Cuomo’s hiding of the true nursing home death figures is strongly reminiscent of the standard operating model of Chinese local and regional officials, whom I once taught for the Harvard Kennedy School in “executive education” programs. In notable contrast to their U.S. peers, whom I also taught, Chinese officials always had in mind the need to impress their central government and Communist Party superiors, rather than a local population. Indeed, a Party elder was always in the room from the feared Organization Department, the central apparatus for deciding on appointments and promotions. (He was, indeed, said to be a veteran of the Long March.)
Chinese state and regional officials took it as a given that they should always try to report to higher-ups that a potential crisis was under control. A chilling account of the 2003 SARS crisis that began in Guangdong, close to Hong Kong, captures the incentive structure of local Chinese officials. Writes Yanzhong Huang of John C. Whitehead School of Diplomacy and International Relations of Seton Hall University:
The government’s ability to formulate a sound policy against SARS was hampered as lower-level government officials intercepted and distorted the upward information flow. For fear that any mishap reported in their jurisdiction might be used as an excuse to pass them over for promotion, government officials at all levels tended to distort the information they pass up to their political masters in order to place themselves in a good light.
This is the same dynamic that played out in the 1997 bird flu near-pandemic, when that respiratory illness jumped to humans in China. The spread was halted only when a then far-freer Hong Kong not only announced the problem to the world but also successfully set about killing every chicken in its territory, eliminating the illness at its source. It’s hard to doubt that the same sort of localized early outbreak occurred in the case of Covid-19. Even the World Health Organization has reported that local cases may have occurred in China as early as October of last year, before the illness surfaced in Wuhan in early December—and long before its presence was made clear to the world.

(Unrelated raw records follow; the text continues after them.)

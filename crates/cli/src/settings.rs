// Copyright 2025 Nodesweep Authors
//
// Licensed under the Apache License, Version 2.0 (the "License");
// you may not use this file except in compliance with the License.
// You may obtain a copy of the License at
//
//     http://www.apache.org/licenses/LICENSE-2.0
//
// Unless required by applicable law or agreed to in writing, software
// distributed under the License is distributed on an "AS IS" BASIS,
// WITHOUT WARRANTIES OR CONDITIONS OF ANY KIND, either express or implied.
// See the License for the specific language governing permissions and
// limitations under the License.

//! Persisted user settings: defaults that survive between invocations so common
//! flags do not have to be repeated.

use std::path::{Path, PathBuf};

use alloy::primitives::Address;
use anyhow::{Context, Result};
use serde::{Deserialize, Serialize};
use url::Url;

/// Saved defaults, stored as JSON in the platform config directory.
#[derive(Debug, Clone, Default, Serialize, Deserialize)]
pub struct Settings {
    /// Node address commands operate on when none is given.
    #[serde(default, skip_serializing_if = "Option::is_none")]
    pub node_address: Option<Address>,
    /// Content gateway for reward tree documents.
    #[serde(default, skip_serializing_if = "Option::is_none")]
    pub gateway_url: Option<Url>,
    /// Rolling estimate document URL.
    #[serde(default, skip_serializing_if = "Option::is_none")]
    pub estimate_url: Option<Url>,
}

impl Settings {
    /// Default settings file location.
    pub fn default_path() -> Result<PathBuf> {
        let dirs = directories::ProjectDirs::from("", "", "nodesweep")
            .context("could not determine a config directory for this platform")?;
        Ok(dirs.config_dir().join("settings.json"))
    }

    /// Load settings from `path`. A missing file is empty settings, not an error.
    pub fn load_from(path: &Path) -> Result<Self> {
        let raw = match std::fs::read_to_string(path) {
            Ok(raw) => raw,
            Err(err) if err.kind() == std::io::ErrorKind::NotFound => {
                return Ok(Self::default())
            }
            Err(err) => {
                return Err(err).with_context(|| format!("failed to read {}", path.display()))
            }
        };
        serde_json::from_str(&raw)
            .with_context(|| format!("failed to parse settings at {}", path.display()))
    }

    /// Load settings from the default location.
    pub fn load() -> Result<Self> {
        Self::load_from(&Self::default_path()?)
    }

    /// Write settings to `path`, creating parent directories as needed.
    pub fn store_to(&self, path: &Path) -> Result<()> {
        if let Some(parent) = path.parent() {
            std::fs::create_dir_all(parent)
                .with_context(|| format!("failed to create {}", parent.display()))?;
        }
        let raw = serde_json::to_string_pretty(self).context("failed to encode settings")?;
        std::fs::write(path, raw)
            .with_context(|| format!("failed to write {}", path.display()))
    }

    /// Write settings to the default location.
    pub fn store(&self) -> Result<()> {
        self.store_to(&Self::default_path()?)
    }

    /// Delete the settings file at `path`. Deleting a missing file succeeds.
    pub fn clear_at(path: &Path) -> Result<()> {
        match std::fs::remove_file(path) {
            Ok(()) => Ok(()),
            Err(err) if err.kind() == std::io::ErrorKind::NotFound => Ok(()),
            Err(err) => {
                Err(err).with_context(|| format!("failed to remove {}", path.display()))
            }
        }
    }

    /// Delete the settings file at the default location.
    pub fn clear() -> Result<()> {
        Self::clear_at(&Self::default_path()?)
    }
}

#[cfg(test)]
mod tests {
    use super::*;
    use alloy::primitives::address;

    #[test]
    fn missing_file_loads_as_defaults() {
        let dir = tempfile::tempdir().unwrap();
        let path = dir.path().join("settings.json");
        let settings = Settings::load_from(&path).unwrap();
        assert!(settings.node_address.is_none());
        assert!(settings.gateway_url.is_none());
    }

    #[test]
    fn settings_round_trip() {
        let dir = tempfile::tempdir().unwrap();
        let path = dir.path().join("nested/settings.json");

        let settings = Settings {
            node_address: Some(address!("0x1111111111111111111111111111111111111111")),
            gateway_url: Some(Url::parse("https://ipfs.example/ipfs/").unwrap()),
            estimate_url: None,
        };
        settings.store_to(&path).unwrap();

        let loaded = Settings::load_from(&path).unwrap();
        assert_eq!(loaded.node_address, settings.node_address);
        assert_eq!(loaded.gateway_url, settings.gateway_url);
        assert!(loaded.estimate_url.is_none());
    }

    #[test]
    fn clear_is_idempotent() {
        let dir = tempfile::tempdir().unwrap();
        let path = dir.path().join("settings.json");
        Settings::default().store_to(&path).unwrap();
        Settings::clear_at(&path).unwrap();
        Settings::clear_at(&path).unwrap();
        assert!(!path.exists());
    }
}
// Copyright 2025 Nodesweep Authors
//
// Licensed under the Apache License, Version 2.0 (the "License");
// you may not use this file except in compliance with the License.
// You may obtain a copy of the License at
//
//     http://www.apache.org/licenses/LICENSE-2.0
//
// Unless required by applicable law or agreed to in writing, software
// distributed under the License is distributed on an "AS IS" BASIS,
// WITHOUT WARRANTIES OR CONDITIONS OF ANY KIND, either express or implied.
// See the License for the specific language governing permissions and
// limitations under the License.

//! Gas-unit estimates for the sweep sub-operations, and receipt/efficiency math.
//!
//! The per-operation figures are calibrated from historical transaction profiling.
//! They are configuration, not derivations; callers that want a live estimate can
//! try `eth_estimateGas` first and fall back to these.

use alloy::primitives::U256;

/// Fixed transaction overhead of a claim-and-stake call.
pub const CLAIM_TX_BASE_GAS: u64 = 64_000;
/// Calldata cost per claimed interval (index, amounts, proof array head).
pub const CLAIM_PER_INTERVAL_CALLDATA_GAS: u64 = 3_200;
/// Merkle proof verification cost per claimed interval.
pub const CLAIM_PER_INTERVAL_PROOF_GAS: u64 = 27_500;
/// Storage refund credited per claimed interval (claim bitmap slot write).
pub const CLAIM_PER_INTERVAL_REFUND_GAS: u64 = 4_100;
/// Flat protocol token transfer cost.
pub const CLAIM_TOKEN_TRANSFER_GAS: u64 = 34_000;
/// Flat native asset transfer cost.
pub const CLAIM_ETH_TRANSFER_GAS: u64 = 12_500;
/// Staking call cost, paid only when a nonzero amount is restaked.
pub const CLAIM_RESTAKE_GAS: u64 = 106_000;

/// Fixed transaction overhead of a tips/MEV distribute call.
pub const TIPS_TX_BASE_GAS: u64 = 21_000;
/// Flat distributor `distribute()` cost. No batch dimension.
pub const TIPS_DISTRIBUTE_GAS: u64 = 66_500;

/// Fixed transaction overhead of a consensus-batch distribute call.
pub const BATCH_TX_BASE_GAS: u64 = 39_000;
/// Calldata cost per batched minipool.
pub const BATCH_PER_MINIPOOL_CALLDATA_GAS: u64 = 900;
/// `distributeBalance` cost per batched minipool.
pub const BATCH_PER_MINIPOOL_DISTRIBUTE_GAS: u64 = 168_000;
/// Storage refund credited per batched minipool.
pub const BATCH_PER_MINIPOOL_REFUND_GAS: u64 = 6_200;

/// Gas estimate for claiming `intervals` finalized intervals, optionally restaking
/// part of the claimed token. An empty claim costs nothing.
pub fn estimate_claim_intervals_gas(intervals: u64, restaking: bool) -> u64 {
    if intervals == 0 {
        return 0;
    }
    let per_interval = CLAIM_PER_INTERVAL_CALLDATA_GAS + CLAIM_PER_INTERVAL_PROOF_GAS
        - CLAIM_PER_INTERVAL_REFUND_GAS;
    let mut gas = CLAIM_TX_BASE_GAS
        + intervals * per_interval
        + CLAIM_TOKEN_TRANSFER_GAS
        + CLAIM_ETH_TRANSFER_GAS;
    if restaking {
        gas += CLAIM_RESTAKE_GAS;
    }
    gas
}

/// Gas estimate for distributing the node's execution-layer tips/MEV share.
pub fn estimate_distribute_tips_gas() -> u64 {
    TIPS_TX_BASE_GAS + TIPS_DISTRIBUTE_GAS
}

/// Gas estimate for a consensus-rewards distribute batch over `members` minipools.
/// An empty batch costs nothing.
pub fn estimate_distribute_consensus_batch_gas(members: u64) -> u64 {
    if members == 0 {
        return 0;
    }
    let per_member = BATCH_PER_MINIPOOL_CALLDATA_GAS + BATCH_PER_MINIPOOL_DISTRIBUTE_GAS
        - BATCH_PER_MINIPOOL_REFUND_GAS;
    BATCH_TX_BASE_GAS + members * per_member
}

/// Total gas cost in wei.
pub fn gas_cost_wei(gas_units: u64, gas_price_wei: U256) -> U256 {
    U256::from(gas_units).saturating_mul(gas_price_wei)
}

/// Gross proceeds minus gas cost, saturating at zero.
pub fn net_receipt(gross: U256, gas_units: u64, gas_price_wei: U256) -> U256 {
    gross.saturating_sub(gas_cost_wei(gas_units, gas_price_wei))
}

/// Share of gross proceeds kept after gas, as a percentage in `[0, 100]`.
///
/// Saturates at 0% when the gas cost exceeds the gross proceeds. A zero gross is
/// defined as 0% so the degenerate case stays displayable without a division by zero.
pub fn efficiency_percent(gross: U256, gas_units: u64, gas_price_wei: U256) -> f64 {
    if gross.is_zero() {
        return 0.0;
    }
    let net = net_receipt(gross, gas_units, gas_price_wei);
    // Basis points via U256 keeps the division exact for 256-bit amounts.
    let bps = net * U256::from(10_000u64) / gross;
    bps.to::<u64>() as f64 / 100.0
}

/// Display/alerting band for a claim's gas efficiency. Thresholds are tunable
/// policy, not a structural invariant.
#[derive(Debug, Clone, Copy, PartialEq, Eq)]
pub enum GasSeverity {
    Good,
    Caution,
    Poor,
}

impl GasSeverity {
    /// Band for an efficiency percentage: `>99` good, `>95` caution, else poor.
    pub fn from_efficiency(percent: f64) -> Self {
        if percent > 99.0 {
            GasSeverity::Good
        } else if percent > 95.0 {
            GasSeverity::Caution
        } else {
            GasSeverity::Poor
        }
    }
}

#[cfg(test)]
mod tests {
    use super::*;

    #[test]
    fn empty_batches_cost_nothing() {
        assert_eq!(estimate_claim_intervals_gas(0, false), 0);
        assert_eq!(estimate_claim_intervals_gas(0, true), 0);
        assert_eq!(estimate_distribute_consensus_batch_gas(0), 0);
    }

    #[test]
    fn restake_cost_is_conditional() {
        let without = estimate_claim_intervals_gas(3, false);
        let with = estimate_claim_intervals_gas(3, true);
        assert_eq!(with - without, CLAIM_RESTAKE_GAS);
    }

    #[test]
    fn claim_gas_grows_linearly_per_interval() {
        let one = estimate_claim_intervals_gas(1, false);
        let two = estimate_claim_intervals_gas(2, false);
        let per_interval = CLAIM_PER_INTERVAL_CALLDATA_GAS + CLAIM_PER_INTERVAL_PROOF_GAS
            - CLAIM_PER_INTERVAL_REFUND_GAS;
        assert_eq!(two - one, per_interval);
    }

    #[test]
    fn efficiency_is_bounded() {
        // gross 100 wei, gas cost 1 wei -> 99%.
        let eff = efficiency_percent(U256::from(100), 1, U256::from(1));
        assert!((eff - 99.0).abs() < f64::EPSILON);

        // Gas cost above gross saturates at 0%, never negative.
        let eff = efficiency_percent(U256::from(100), 200, U256::from(1));
        assert_eq!(eff, 0.0);

        // Zero gross is defined as 0%.
        assert_eq!(efficiency_percent(U256::ZERO, 100, U256::from(1)), 0.0);

        // Free gas is 100%.
        assert_eq!(efficiency_percent(U256::from(100), 0, U256::from(1)), 100.0);
    }

    #[test]
    fn severity_bands() {
        assert_eq!(GasSeverity::from_efficiency(99.5), GasSeverity::Good);
        assert_eq!(GasSeverity::from_efficiency(99.0), GasSeverity::Caution);
        assert_eq!(GasSeverity::from_efficiency(96.0), GasSeverity::Caution);
        assert_eq!(GasSeverity::from_efficiency(95.0), GasSeverity::Poor);
        assert_eq!(GasSeverity::from_efficiency(0.0), GasSeverity::Poor);
    }

    #[test]
    fn net_receipt_saturates() {
        assert_eq!(net_receipt(U256::from(100), 1, U256::from(1)), U256::from(99));
        assert_eq!(net_receipt(U256::from(100), 200, U256::from(1)), U256::ZERO);
    }
}
// Copyright 2025 Nodesweep Authors
//
// Licensed under the Apache License, Version 2.0 (the "License");
// you may not use this file except in compliance with the License.
// You may obtain a copy of the License at
//
//     http://www.apache.org/licenses/LICENSE-2.0
//
// Unless required by applicable law or agreed to in writing, software
// distributed under the License is distributed on an "AS IS" BASIS,
// WITHOUT WARRANTIES OR CONDITIONS OF ANY KIND, either express or implied.
// See the License for the specific language governing permissions and
// limitations under the License.

//! Commands for interval reward ledgers.

mod ledger;
mod protocol;

pub use ledger::RewardsLedger;
pub use protocol::RewardsProtocol;

use clap::Subcommand;

use crate::config::GlobalConfig;

/// Commands for interval reward ledgers.
#[derive(Subcommand, Clone, Debug)]
pub enum RewardsCommands {
    /// Show the reward ledger for a node.
    Ledger(RewardsLedger),
    /// Show network-wide reward totals per interval.
    Protocol(RewardsProtocol),
}

impl RewardsCommands {
    /// Run the command.
    pub async fn run(&self, global_config: &GlobalConfig) -> anyhow::Result<()> {
        match self {
            Self::Ledger(cmd) => cmd.run(global_config).await,
            Self::Protocol(cmd) => cmd.run(global_config).await,
        }
    }
}
// Copyright 2025 Nodesweep Authors
//
// Licensed under the Apache License, Version 2.0 (the "License");
// you may not use this file except in compliance with the License.
// You may obtain a copy of the License at
//
//     http://www.apache.org/licenses/LICENSE-2.0
//
// Unless required by applicable law or agreed to in writing, software
// distributed under the License is distributed on an "AS IS" BASIS,
// WITHOUT WARRANTIES OR CONDITIONS OF ANY KIND, either express or implied.
// See the License for the specific language governing permissions and
// limitations under the License.

//! Reward ledger resolution and batch sweep planning for staking node operators.

use alloy::primitives::U256;

// Declare modules
pub mod amount;
pub mod cache;
pub mod continuous;
pub mod gas;
pub mod ledger;
pub mod snapshot;
pub mod sweeper;

// Re-export commonly used types
pub use amount::{percent_elapsed_ppm, project_full_interval, sum_amounts, PPM_SCALE};

pub use cache::{prefetch_minipool_balances, CallCache, CallKey};

pub use continuous::{aggregate_continuous, ContinuousRewards, MinipoolBalance, MinipoolStatus};

pub use gas::{
    efficiency_percent, estimate_claim_intervals_gas, estimate_distribute_consensus_batch_gas,
    estimate_distribute_tips_gas, gas_cost_wei, net_receipt, GasSeverity,
};

pub use ledger::{
    build_node_ledger, build_protocol_ledger, query_logs_chunked, ClaimStatus, ClaimableTotals,
    FinalizedSource, IntervalRewards, LedgerEntry, LedgerResolver, NodeLedger, OngoingSource,
    PendingSource, ProtocolLedger, ProtocolLedgerEntry, RewardShare,
};

pub use snapshot::{NodeRewardsEntry, RewardsTreeDocument, SnapshotClient, TotalRewards};

pub use sweeper::{BatchOperation, OperationKind, SweepInputs, SweepPlan};

/// Interval length assumed before the live protocol configuration has been read.
///
/// The protocol-configured value always wins once `getClaimIntervalTime` is readable;
/// this constant only covers the window before that read resolves.
pub const FALLBACK_INTERVAL_TIME: u64 = 28 * 24 * 60 * 60;

/// Block span per `eth_getLogs` request, to stay under provider response limits.
pub const LOG_QUERY_CHUNK_SIZE: u64 = 50_000;

/// Calls per multicall batch when prefetching per-interval or per-minipool state.
pub const MULTICALL_CHUNK_SIZE: usize = 50;

/// Minipool count above which detail prefetches are staggered with bounded jitter,
/// to avoid a thundering herd against rate-limited providers.
pub const STAGGER_THRESHOLD: usize = 50;

/// Upper bound on the random delay inserted between staggered prefetch batches.
pub const STAGGER_MAX_JITTER_MS: u64 = 250;

/// Protocol-imposed maximum number of minipool distribute calls per batch.
pub const DISTRIBUTE_BATCH_LIMIT: usize = 20;

/// Per-minipool balance ceiling above which a distribute must also finalize
/// the minipool (`distributeBalance(false)`).
pub fn distribute_finalize_ceiling() -> U256 {
    // 8 ETH in wei.
    U256::from(8_000_000_000_000_000_000u128)
}
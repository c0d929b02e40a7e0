// Copyright 2025 Nodesweep Authors
//
// Licensed under the Apache License, Version 2.0 (the "License");
// you may not use this file except in compliance with the License.
// You may obtain a copy of the License at
//
//     http://www.apache.org/licenses/LICENSE-2.0
//
// Unless required by applicable law or agreed to in writing, software
// distributed under the License is distributed on an "AS IS" BASIS,
// WITHOUT WARRANTIES OR CONDITIONS OF ANY KIND, either express or implied.
// See the License for the specific language governing permissions and
// limitations under the License.

use alloy::{
    primitives::{utils::format_ether, Address},
    providers::{Provider, ProviderBuilder},
};
use anyhow::Context;
use clap::Args;
use nodesweep_rewards::{
    aggregate_continuous,
    cache::{enumerate_node_minipools, fetch_distributor_node_share, prefetch_minipool_balances},
};

use crate::{config::GlobalConfig, settings::Settings};

/// Command to show continuous rewards: undistributed minipool balances and the fee
/// distributor share.
#[non_exhaustive]
#[derive(Args, Clone, Debug)]
pub struct Continuous {
    /// Node address to inspect. Defaults to the saved node or the signer's address.
    pub node: Option<Address>,
}

impl Continuous {
    /// Run the [Continuous] command.
    pub async fn run(&self, global_config: &GlobalConfig) -> anyhow::Result<()> {
        let settings = Settings::load()?;
        let node = global_config.resolve_node(self.node, &settings)?;
        let rpc_url = global_config.require_rpc_url()?;

        // Connect to the chain.
        let provider = ProviderBuilder::new()
            .connect(rpc_url.as_str())
            .await
            .with_context(|| format!("failed to connect provider to {rpc_url}"))?;
        let chain_id = provider.get_chain_id().await?;
        let deployment = global_config.resolve_deployment(chain_id)?;

        let addresses = enumerate_node_minipools(&provider, &deployment, node).await?;
        let minipools = prefetch_minipool_balances(&provider, node, &addresses).await?;
        let (distributor, distributor_share) =
            fetch_distributor_node_share(&provider, &deployment, node).await?;

        let totals = aggregate_continuous(&minipools, distributor_share);

        println!("Continuous rewards for {node}");
        for minipool in &minipools {
            let note = if minipool.is_distribution_eligible() {
                ""
            } else if !minipool.fee_split_upgraded {
                " (not fee-split upgraded)"
            } else {
                " (not distributable)"
            };
            println!(
                "  {} {:?}  balance {} ETH, node share {} ETH{note}",
                minipool.minipool,
                minipool.status,
                format_ether(minipool.total_balance),
                format_ether(minipool.node_share),
            );
        }
        println!("Fee distributor {distributor}: node share {} ETH", format_ether(distributor_share));
        println!(
            "Distributable node total: {} ETH across {} minipool(s), plus {} ETH at the distributor",
            format_ether(totals.node_share_total),
            totals.contributing_minipools.len(),
            format_ether(totals.distributor_node_share),
        );

        Ok(())
    }
}
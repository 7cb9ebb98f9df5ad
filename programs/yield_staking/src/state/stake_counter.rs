use anchor_lang::prelude::*;

/// Per-(owner, package) stake index generator.
///
/// `count` is the index the next position will receive and never decreases,
/// so indices are not reused after a position closes.
#[account]
#[derive(Default, Debug)]
pub struct StakeCounter {
    pub config: Pubkey,
    pub owner: Pubkey,
    pub package_id: u8,
    pub count: u32,
    pub bump: u8,
}

impl StakeCounter {
    pub const LEN: usize = 8 + 32 + 32 + 1 + 4 + 1;
}
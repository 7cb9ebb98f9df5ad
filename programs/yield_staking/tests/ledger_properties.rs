mod common;

use std::collections::BTreeMap;

use anchor_lang::prelude::*;
use common::{err, Engine, T0};
use proptest::prelude::*;
use yield_staking::error::StakingError;

#[derive(Clone, Debug)]
enum Op {
    Stake { user: usize, package: u8, amount: u64 },
    Claim { user: usize, package: u8, index: u32 },
    Withdraw { user: usize, package: u8, index: u32 },
    EmergencyWithdraw { user: usize, package: u8, index: u32 },
    SetPackage { id: u8, lock_period: i64, apy: u16, enabled: bool },
    Fund(u64),
    WithdrawExcess(u64),
    Advance(i64),
    Pause,
    Unpause,
}

fn op_strategy() -> impl Strategy<Value = Op> {
    prop_oneof![
        4 => (0..3usize, 1..4u8, 0..5_000_000_000_000u64)
            .prop_map(|(user, package, amount)| Op::Stake { user, package, amount }),
        3 => (0..3usize, 1..4u8, 0..4u32)
            .prop_map(|(user, package, index)| Op::Claim { user, package, index }),
        3 => (0..3usize, 1..4u8, 0..4u32)
            .prop_map(|(user, package, index)| Op::Withdraw { user, package, index }),
        1 => (0..3usize, 1..4u8, 0..4u32)
            .prop_map(|(user, package, index)| Op::EmergencyWithdraw { user, package, index }),
        1 => (1..4u8, 1..1_000i64, 1..=10_000u16, any::<bool>())
            .prop_map(|(id, lock_period, apy, enabled)| Op::SetPackage { id, lock_period, apy, enabled }),
        2 => (0..50_000_000u64).prop_map(Op::Fund),
        1 => (0..50_000_000u64).prop_map(Op::WithdrawExcess),
        3 => (0..400i64).prop_map(Op::Advance),
        1 => Just(Op::Pause),
        1 => Just(Op::Unpause),
    ]
}

/// Payouts that need the vault must never be short of funds.
fn assert_never_short(result: Result<impl std::fmt::Debug>) {
    if let Err(error) = result {
        assert_ne!(error, err(StakingError::InsufficientRewardLiquidity));
        assert_ne!(error, err(StakingError::MathOverflow));
    }
}

fn run(same_asset: bool, ops: Vec<Op>) {
    let mut engine = Engine::new(same_asset, 1_000);
    let admin = engine.admin();
    let users = [Pubkey::new_unique(), Pubkey::new_unique(), Pubkey::new_unique()];
    engine.set_package(admin, 1, 100, 10_000, true).unwrap();
    engine.set_package(admin, 2, 365, 2_500, true).unwrap();
    engine.fund(20_000_000);

    let mut now = T0;
    let mut counts: BTreeMap<(Pubkey, u8), u32> = BTreeMap::new();

    for op in ops {
        match op {
            Op::Stake { user, package, amount } => {
                let owner = users[user];
                let before = engine.totals();
                if engine.stake(owner, amount as u128, package, now).is_err() {
                    assert_eq!(engine.totals(), before);
                }
            }
            Op::Claim { user, package, index } => {
                assert_never_short(engine.claim(users[user], package, index, now));
            }
            Op::Withdraw { user, package, index } => {
                assert_never_short(engine.withdraw(users[user], package, index, now));
            }
            Op::EmergencyWithdraw { user, package, index } => {
                assert_never_short(engine.emergency_withdraw(admin, users[user], package, index, now));
            }
            Op::SetPackage { id, lock_period, apy, enabled } => {
                engine
                    .set_package(admin, id, lock_period, apy, enabled)
                    .unwrap();
            }
            Op::Fund(amount) => engine.fund(amount),
            Op::WithdrawExcess(amount) => {
                let excess = engine.totals().excess;
                let result = engine.withdraw_excess_reward(admin, amount);
                assert_eq!(result.is_ok(), amount > 0 && amount <= excess);
            }
            Op::Advance(seconds) => now += seconds,
            Op::Pause => {
                let _ = engine.pause(admin, now);
            }
            Op::Unpause => {
                let _ = engine.unpause(admin, now);
            }
        }

        engine.assert_aggregates_consistent();
        engine.assert_solvent();

        for (key, position) in &engine.positions {
            assert!(position.reward_claimed <= position.reward_total);
            let paid = engine.rewards_paid.get(key).copied().unwrap_or(0);
            assert!(paid <= position.reward_total);
        }
        for (key, counter) in &engine.counters {
            let previous = counts.insert(*key, counter.count).unwrap_or(0);
            assert!(counter.count >= previous);
        }
    }
}

proptest! {
    #![proptest_config(ProptestConfig::with_cases(128))]

    #[test]
    fn shared_vault_sequences_keep_ledger_invariants(ops in prop::collection::vec(op_strategy(), 1..60)) {
        run(true, ops);
    }

    #[test]
    fn separate_vault_sequences_keep_ledger_invariants(ops in prop::collection::vec(op_strategy(), 1..60)) {
        run(false, ops);
    }

    #[test]
    fn claims_never_exceed_snapshot(
        amount in 1_000u64..10_000_000_000_000,
        apy in 1..=10_000u16,
        lock_period in 1..100_000i64,
        checkpoints in prop::collection::vec(0..200_000i64, 0..8),
    ) {
        let mut engine = Engine::new(false, 1_000);
        let admin = engine.admin();
        engine.set_package(admin, 1, lock_period, apy, true).unwrap();
        engine.fund(u64::MAX / 2);
        let alice = Pubkey::new_unique();
        engine.stake(alice, amount as u128, 1, T0).unwrap();
        let reward_total = engine.position(alice, 1, 0).reward_total;

        let mut sorted = checkpoints;
        sorted.sort_unstable();
        let mut claimed = 0u64;
        for offset in sorted {
            if let Ok(amount) = engine.claim(alice, 1, 0, T0 + offset) {
                claimed += amount;
            }
            prop_assert!(claimed <= reward_total);
        }

        let settled = engine.withdraw(alice, 1, 0, T0 + lock_period).unwrap();
        prop_assert_eq!(claimed + settled.reward, reward_total);
        prop_assert_eq!(settled.principal, amount);
    }
}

The Seton Hall account of the 2003 SARS crisis, indeed, proved prescient, noting that the Communist Party did not reward local officials for controlling such outbreaks. “The central government still equates development with economic growth and uses that as a yardstick in measuring local government performance.” The analysis continues in what one cannot help but suspect has been just as true of Covid: “A deeply ingrained authoritarian impulse to maintain secrecy, in conjunction with a performance-based legitimacy and an obsession with development and stability during political succession, contributed to China’s initial failure to publicize the outbreak. Meantime, an upwardly directed system of accountability, a fragmented bureaucracy, and an oligarchic political structure hampered any effective government response to the outbreak.”
Andrew Cuomo made New York less safe from Covid-19 than it could have been, and he is facing his gravest political crisis as a result of his own decisions. But it is clear that his lack of “transparency”—hiding the impact of his policy directive—is itself considered a grave departure from the norms of American government. Such secrecy is the norm in China, however. It’s far from clear that the world can ever be protected from a future pandemic so long as the Chinese Communist Party rules that country. Only decentralized authority offers protection.